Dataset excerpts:
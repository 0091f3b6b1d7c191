//! Entitlement store abstraction.
//!
//! The authorization engine consumes durable state purely through the
//! [`EntitlementStore`] trait: license keys, session rows, and the file
//! registry. The store handle is constructed once at startup and threaded
//! explicitly into the application state; nothing in the engine reaches for
//! an ambient connection.
//!
//! Two implementations exist: [`postgres::PgStore`] backs the running
//! service, and an in-memory store backs the engine and router tests.

use async_trait::async_trait;
use chrono::{DateTime, Utc};

use crate::models::{file_entry::FileEntry, license_key::LicenseKey, session::Session};

#[cfg(test)]
pub mod memory;
pub mod postgres;

/// Store-level failures.
///
/// Both variants are infrastructure errors: the whole request is safe to
/// retry because no partial mutation is ever left visible — every
/// multi-step sequence runs inside a single store transaction.
#[derive(Debug, thiserror::Error)]
pub enum StoreError {
    /// The store rejected or failed the operation.
    #[error("Store unavailable: {0}")]
    Unavailable(#[from] sqlx::Error),

    /// The operation exceeded the configured store timeout.
    #[error("Store operation timed out")]
    Timeout,
}

/// Outcome of an atomic redemption attempt.
#[derive(Debug, Clone)]
pub enum RedeemOutcome {
    /// Key consumed; the account's session row now carries this expiry.
    Redeemed(Session),

    /// No such key exists.
    UnknownKey,

    /// The key was consumed by an earlier redemption.
    AlreadyUsed,
}

/// Durable state operations consumed by the engine and the admin surface.
#[async_trait]
pub trait EntitlementStore: Send + Sync {
    /// Connectivity probe for health reporting.
    async fn ping(&self) -> Result<(), StoreError>;

    /// Insert a freshly generated license key.
    async fn insert_key(&self, key: &LicenseKey) -> Result<(), StoreError>;

    /// All license keys, newest first.
    async fn list_keys(&self) -> Result<Vec<LicenseKey>, StoreError>;

    /// Atomically consume `key` for `account_id`.
    ///
    /// On success the key is flipped `unused -> used` (stamped with `now`
    /// and the redeeming account) and the account's session row is upserted
    /// to `now + duration` — both inside one transaction serialized on the
    /// key row, so concurrent redemptions of the same key cannot both
    /// observe it unused.
    async fn redeem_key(
        &self,
        key: &str,
        account_id: &str,
        now: DateTime<Utc>,
    ) -> Result<RedeemOutcome, StoreError>;

    /// The session row for an account, expired or not.
    async fn session(&self, account_id: &str) -> Result<Option<Session>, StoreError>;

    /// Delete a session row; reports whether one existed.
    async fn delete_session(&self, account_id: &str) -> Result<bool, StoreError>;

    /// Look up a file registry entry by resource name.
    async fn file_entry(&self, name: &str) -> Result<Option<FileEntry>, StoreError>;

    /// Register or replace a file registry entry.
    async fn upsert_file_entry(&self, name: &str, locator: &str) -> Result<FileEntry, StoreError>;

    /// All file registry entries, by name.
    async fn list_file_entries(&self) -> Result<Vec<FileEntry>, StoreError>;

    /// Delete a file registry entry; reports whether one existed.
    async fn delete_file_entry(&self, name: &str) -> Result<bool, StoreError>;
}
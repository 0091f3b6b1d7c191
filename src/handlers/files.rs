//! Administrative HTTP handlers for the file registry.
//!
//! The registry maps resource names to retrieval locators; Authorize
//! resolves requested resources against it. These handlers are thin CRUD
//! over the store, gated by the admin middleware.

use axum::{
    Json,
    extract::{Path, State},
    http::StatusCode,
    response::IntoResponse,
};

use crate::{
    app::AppState,
    error::AppError,
    models::file_entry::{FileEntry, RegisterFileRequest},
};

/// Register or replace a file registry entry.
///
/// # Endpoint
///
/// `POST /api/admin/files`
///
/// # Responses
///
/// - **201 Created**: the stored entry
/// - **400**: empty name or invalid locator
/// - **401**: invalid admin token
pub async fn register_file(
    State(state): State<AppState>,
    Json(request): Json<RegisterFileRequest>,
) -> Result<impl IntoResponse, AppError> {
    if request.name.is_empty() {
        return Err(AppError::InvalidRequest("name is required".to_string()));
    }

    validate_locator(&request.locator)?;

    let entry = state
        .store
        .upsert_file_entry(&request.name, &request.locator)
        .await?;

    Ok((StatusCode::CREATED, Json(entry)))
}

/// List all file registry entries.
///
/// # Endpoint
///
/// `GET /api/admin/files`
pub async fn list_files(State(state): State<AppState>) -> Result<Json<Vec<FileEntry>>, AppError> {
    let entries = state.store.list_file_entries().await?;

    Ok(Json(entries))
}

/// Delete a file registry entry.
///
/// # Endpoint
///
/// `DELETE /api/admin/files/{name}`
///
/// # Responses
///
/// - **204 No Content**: entry deleted
/// - **404**: no entry under that name
/// - **401**: invalid admin token
pub async fn delete_file(
    State(state): State<AppState>,
    Path(name): Path<String>,
) -> Result<StatusCode, AppError> {
    if !state.store.delete_file_entry(&name).await? {
        return Err(AppError::ResourceNotFound);
    }

    Ok(StatusCode::NO_CONTENT)
}

/// Validate a retrieval locator.
///
/// # Rules
///
/// - Must be a valid URL
/// - Must be HTTPS (HTTP localhost allowed for development)
/// - Maximum 2048 characters
fn validate_locator(locator: &str) -> Result<(), AppError> {
    if locator.len() > 2048 {
        return Err(AppError::InvalidRequest(
            "Locator exceeds 2048 characters".to_string(),
        ));
    }

    let parsed = url::Url::parse(locator)
        .map_err(|_| AppError::InvalidRequest("Invalid locator URL".to_string()))?;

    match parsed.scheme() {
        "https" => Ok(()),
        "http" => {
            // Allow HTTP for localhost/127.0.0.1 (testing)
            if parsed.host_str() == Some("localhost")
                || parsed.host_str() == Some("127.0.0.1")
                || parsed.host_str() == Some("0.0.0.0")
            {
                Ok(())
            } else {
                Err(AppError::InvalidRequest(
                    "HTTP is only allowed for localhost. Use HTTPS for production.".to_string(),
                ))
            }
        }
        _ => Err(AppError::InvalidRequest(
            "Locator must use HTTP or HTTPS".to_string(),
        )),
    }
}

#[cfg(test)]
mod tests {
    use super::*;

    #[test]
    fn https_locators_are_accepted() {
        assert!(validate_locator("https://downloads.example.com/module.so").is_ok());
    }

    #[test]
    fn http_is_only_allowed_for_localhost() {
        assert!(validate_locator("http://localhost:9000/module.so").is_ok());
        assert!(validate_locator("http://downloads.example.com/module.so").is_err());
    }

    #[test]
    fn garbage_and_oversized_locators_are_rejected() {
        assert!(validate_locator("not a url").is_err());
        assert!(validate_locator("ftp://example.com/module.so").is_err());

        let oversized = format!("https://example.com/{}", "a".repeat(2048));
        assert!(validate_locator(&oversized).is_err());
    }
}
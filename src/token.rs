//! Session credential encoding, signing, and verification.
//!
//! A session credential is a compact, self-contained proof of entitlement
//! that disconnected verifiers can check without contacting this server or
//! its database. It is never persisted server-side.
//!
//! # Wire Format
//!
//! Three fields joined by `:`
//!
//! ```text
//! <account_id>:<expiry RFC 3339 UTC>:<tag>
//! ```
//!
//! Example:
//!
//! ```text
//! user@example.com:2026-08-07T10:15:30.000000Z:9f86d081884c7d65
//! ```
//!
//! The tag is the first 16 hex characters (64 bits) of
//! HMAC-SHA256(secret, `"<account_id>:<expiry>"`). The truncation keeps
//! credentials short; widening it would invalidate every outstanding
//! credential, so the length is fixed.
//!
//! # Parsing
//!
//! The expiry field contains `:` itself, so decoding splits on the FIRST
//! separator (end of the account id) and the LAST separator (start of the
//! tag). Account identifiers containing `:` are rejected at issuance to keep
//! the format unambiguous; the tag is hex and can never contain one.

use chrono::{DateTime, Duration, SecondsFormat, Utc};
use hmac::{Hmac, Mac};
use sha2::Sha256;

type HmacSha256 = Hmac<Sha256>;

/// Length of the hex-encoded authentication tag (64 bits).
pub const TAG_HEX_LEN: usize = 16;

/// Credential errors, one per distinguishable verification failure.
///
/// Callers receiving any of these must re-authorize; none are retryable
/// with the same credential.
#[derive(Debug, Clone, Copy, PartialEq, Eq, thiserror::Error)]
pub enum TokenError {
    /// Account identifier is empty or contains the field separator.
    ///
    /// Raised at issuance only; such identifiers never make it into a token.
    #[error("Account identifier must be non-empty and must not contain ':'")]
    InvalidAccountId,

    /// Token does not split into account, expiry, and tag fields.
    #[error("Token must have account, expiry, and tag fields")]
    MalformedToken,

    /// Expiry field is not a valid RFC 3339 timestamp.
    #[error("Expiry timestamp is not valid RFC 3339")]
    MalformedTimestamp,

    /// Current time is past the embedded expiry.
    #[error("Credential has expired")]
    Expired,

    /// Authentication tag does not match the token contents.
    #[error("Credential signature is invalid")]
    BadSignature,
}

/// Result of a successful verification.
///
/// The account identifier is authenticated: only a holder of the shared
/// secret could have produced the tag covering it.
#[derive(Debug, Clone, PartialEq, Eq)]
pub struct VerifiedCredential {
    /// Authenticated account identifier
    pub account_id: String,

    /// Embedded expiry timestamp
    pub expires_at: DateTime<Utc>,
}

/// Issues and verifies session credentials under a shared symmetric secret.
///
/// The secret is loaded from configuration at startup and is immutable for
/// the process lifetime. Any party holding the same secret can verify
/// credentials offline; rotating the secret invalidates every outstanding
/// credential.
#[derive(Clone)]
pub struct TokenSigner {
    secret: String,
}

impl TokenSigner {
    pub fn new(secret: impl Into<String>) -> Self {
        Self {
            secret: secret.into(),
        }
    }

    /// Issue a credential for `account_id` valid for `validity` from now.
    ///
    /// # Errors
    ///
    /// Returns `InvalidAccountId` if the account identifier is empty or
    /// contains `:` (which would make the token ambiguous to parse).
    pub fn issue(&self, account_id: &str, validity: Duration) -> Result<String, TokenError> {
        self.issue_at(account_id, validity, Utc::now())
    }

    /// Issue a credential with an explicit clock.
    pub fn issue_at(
        &self,
        account_id: &str,
        validity: Duration,
        now: DateTime<Utc>,
    ) -> Result<String, TokenError> {
        if account_id.is_empty() || account_id.contains(':') {
            return Err(TokenError::InvalidAccountId);
        }

        let expiry = now + validity;
        // Microsecond precision with a trailing Z; the rendered string is
        // the authoritative expiry, covered by the tag.
        let expiry_str = expiry.to_rfc3339_opts(SecondsFormat::Micros, true);
        let tag = self.tag(account_id, &expiry_str);

        Ok(format!("{account_id}:{expiry_str}:{tag}"))
    }

    /// Verify a credential against the current time.
    ///
    /// # Errors
    ///
    /// - `MalformedToken`: fields cannot be separated
    /// - `MalformedTimestamp`: expiry does not parse
    /// - `Expired`: current time is strictly past the expiry
    /// - `BadSignature`: tag mismatch (checked last, in constant time)
    pub fn verify(&self, token: &str) -> Result<VerifiedCredential, TokenError> {
        self.verify_at(token, Utc::now())
    }

    /// Verify a credential with an explicit clock.
    pub fn verify_at(
        &self,
        token: &str,
        now: DateTime<Utc>,
    ) -> Result<VerifiedCredential, TokenError> {
        // First separator ends the account id, last separator starts the
        // tag; the expiry between them may contain separators of its own.
        let (account_id, rest) = token.split_once(':').ok_or(TokenError::MalformedToken)?;
        let (expiry_str, tag) = rest.rsplit_once(':').ok_or(TokenError::MalformedToken)?;

        let expires_at = DateTime::parse_from_rfc3339(expiry_str)
            .map_err(|_| TokenError::MalformedTimestamp)?
            .with_timezone(&Utc);

        if now > expires_at {
            return Err(TokenError::Expired);
        }

        // Constant-time comparison of the truncated tag; a non-hex or
        // wrong-length tag can never match.
        let tag_bytes = hex::decode(tag).map_err(|_| TokenError::BadSignature)?;
        self.mac(account_id, expiry_str)
            .verify_truncated_left(&tag_bytes)
            .map_err(|_| TokenError::BadSignature)?;

        Ok(VerifiedCredential {
            account_id: account_id.to_string(),
            expires_at,
        })
    }

    /// HMAC over the canonical message `"<account_id>:<expiry>"`.
    fn mac(&self, account_id: &str, expiry_str: &str) -> HmacSha256 {
        let mut mac =
            HmacSha256::new_from_slice(self.secret.as_bytes()).expect("HMAC key length is valid");
        mac.update(account_id.as_bytes());
        mac.update(b":");
        mac.update(expiry_str.as_bytes());
        mac
    }

    /// Hex tag truncated to [`TAG_HEX_LEN`] characters.
    fn tag(&self, account_id: &str, expiry_str: &str) -> String {
        let mut tag = hex::encode(self.mac(account_id, expiry_str).finalize().into_bytes());
        tag.truncate(TAG_HEX_LEN);
        tag
    }
}

#[cfg(test)]
mod tests {
    use super::*;
    use chrono::TimeZone;

    fn signer() -> TokenSigner {
        TokenSigner::new("test-secret")
    }

    fn fixed_now() -> DateTime<Utc> {
        Utc.with_ymd_and_hms(2026, 8, 6, 12, 0, 0).unwrap()
    }

    #[test]
    fn round_trip_returns_account_and_expiry() {
        let signer = signer();
        let now = fixed_now();
        let token = signer
            .issue_at("user@example.com", Duration::hours(24), now)
            .unwrap();

        let verified = signer.verify_at(&token, now).unwrap();
        assert_eq!(verified.account_id, "user@example.com");
        assert_eq!(verified.expires_at, now + Duration::hours(24));
    }

    #[test]
    fn token_has_expected_shape() {
        let signer = signer();
        let token = signer
            .issue_at("user@example.com", Duration::hours(1), fixed_now())
            .unwrap();

        let (account, rest) = token.split_once(':').unwrap();
        let (expiry, tag) = rest.rsplit_once(':').unwrap();
        assert_eq!(account, "user@example.com");
        assert!(DateTime::parse_from_rfc3339(expiry).is_ok());
        assert_eq!(tag.len(), TAG_HEX_LEN);
        assert!(tag.chars().all(|c| c.is_ascii_hexdigit()));
    }

    #[test]
    fn issue_rejects_account_with_separator() {
        let err = signer()
            .issue_at("user:example", Duration::hours(1), fixed_now())
            .unwrap_err();
        assert_eq!(err, TokenError::InvalidAccountId);
    }

    #[test]
    fn issue_rejects_empty_account() {
        let err = signer()
            .issue_at("", Duration::hours(1), fixed_now())
            .unwrap_err();
        assert_eq!(err, TokenError::InvalidAccountId);
    }

    #[test]
    fn verify_rejects_missing_fields() {
        let signer = signer();
        assert_eq!(
            signer.verify_at("no-separators", fixed_now()),
            Err(TokenError::MalformedToken)
        );
        assert_eq!(
            signer.verify_at("user@example.com:only-one", fixed_now()),
            Err(TokenError::MalformedToken)
        );
        assert_eq!(signer.verify_at("", fixed_now()), Err(TokenError::MalformedToken));
    }

    #[test]
    fn verify_rejects_unparseable_expiry() {
        let err = signer()
            .verify_at("user@example.com:not-a-date:0011223344556677", fixed_now())
            .unwrap_err();
        assert_eq!(err, TokenError::MalformedTimestamp);
    }

    #[test]
    fn verify_rejects_expired_credential() {
        let signer = signer();
        let now = fixed_now();
        let token = signer
            .issue_at("user@example.com", Duration::hours(1), now)
            .unwrap();

        // Expiry itself is still valid; one microsecond past it is not.
        let expiry = now + Duration::hours(1);
        assert!(signer.verify_at(&token, expiry).is_ok());
        assert_eq!(
            signer.verify_at(&token, expiry + Duration::microseconds(1)),
            Err(TokenError::Expired)
        );
    }

    #[test]
    fn verify_rejects_expiry_in_the_past_even_with_valid_tag() {
        let signer = signer();
        let now = fixed_now();
        // Issued an hour ago with one second of validity: the tag is
        // genuine, but the expiry is long gone.
        let token = signer
            .issue_at(
                "user@example.com",
                Duration::seconds(1),
                now - Duration::hours(1),
            )
            .unwrap();
        assert_eq!(signer.verify_at(&token, now), Err(TokenError::Expired));
    }

    #[test]
    fn flipping_any_tag_character_invalidates_the_credential() {
        let signer = signer();
        let now = fixed_now();
        let token = signer
            .issue_at("user@example.com", Duration::hours(1), now)
            .unwrap();

        let tag_start = token.len() - TAG_HEX_LEN;
        for i in tag_start..token.len() {
            let mut tampered: Vec<char> = token.chars().collect();
            tampered[i] = if tampered[i] == '0' { '1' } else { '0' };
            let tampered: String = tampered.into_iter().collect();

            assert_eq!(
                signer.verify_at(&tampered, now),
                Err(TokenError::BadSignature),
                "tampered tag position {i} was accepted"
            );
        }
    }

    #[test]
    fn verify_rejects_substituted_account() {
        let signer = signer();
        let now = fixed_now();
        let token = signer
            .issue_at("alice@example.com", Duration::hours(1), now)
            .unwrap();

        let forged = token.replacen("alice@example.com", "mallory@example.com", 1);
        assert_eq!(
            signer.verify_at(&forged, now),
            Err(TokenError::BadSignature)
        );
    }

    #[test]
    fn verify_rejects_token_signed_with_other_secret() {
        let now = fixed_now();
        let token = TokenSigner::new("secret-a")
            .issue_at("user@example.com", Duration::hours(1), now)
            .unwrap();

        assert_eq!(
            TokenSigner::new("secret-b").verify_at(&token, now),
            Err(TokenError::BadSignature)
        );
    }

    #[test]
    fn verify_rejects_non_hex_tag() {
        let signer = signer();
        let now = fixed_now();
        let token = signer
            .issue_at("user@example.com", Duration::hours(1), now)
            .unwrap();

        let truncated = &token[..token.len() - TAG_HEX_LEN];
        let forged = format!("{truncated}zzzzzzzzzzzzzzzz");
        assert_eq!(
            signer.verify_at(&forged, now),
            Err(TokenError::BadSignature)
        );
    }
}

• [To do]
Reproduce exactly, and only, the lines from the start of the entries through the one that contains "keys, newest first.".

• [Reply to the task]
repository 0091f3b6b1d7c191
//! Entitlement store abstraction.
//!
//! The authorization engine consumes durable state purely through the
//! [`EntitlementStore`] trait: license keys, session rows, and the file
//! registry. The store handle is constructed once at startup and threaded
//! explicitly into the application state; nothing in the engine reaches for
//! an ambient connection.
//!
//! Two implementations exist: [`postgres::PgStore`] backs the running
//! service, and an in-memory store backs the engine and router tests.

use async_trait::async_trait;
use chrono::{DateTime, Utc};

use crate::models::{file_entry::FileEntry, license_key::LicenseKey, session::Session};

#[cfg(test)]
pub mod memory;
pub mod postgres;

/// Store-level failures.
///
/// Both variants are infrastructure errors: the whole request is safe to
/// retry because no partial mutation is ever left visible — every
/// multi-step sequence runs inside a single store transaction.
#[derive(Debug, thiserror::Error)]
pub enum StoreError {
    /// The store rejected or failed the operation.
    #[error("Store unavailable: {0}")]
    Unavailable(#[from] sqlx::Error),

    /// The operation exceeded the configured store timeout.
    #[error("Store operation timed out")]
    Timeout,
}

/// Outcome of an atomic redemption attempt.
#[derive(Debug, Clone)]
pub enum RedeemOutcome {
    /// Key consumed; the account's session row now carries this expiry.
    Redeemed(Session),

    /// No such key exists.
    UnknownKey,

    /// The key was consumed by an earlier redemption.
    AlreadyUsed,
}

/// Durable state operations consumed by the engine and the admin surface.
#[async_trait]
pub trait EntitlementStore: Send + Sync {
    /// Connectivity probe for health reporting.
    async fn ping(&self) -> Result<(), StoreError>;

    /// Insert a freshly generated license key.
    async fn insert_key(&self, key: &LicenseKey) -> Result<(), StoreError>;

    /// All license keys, newest first.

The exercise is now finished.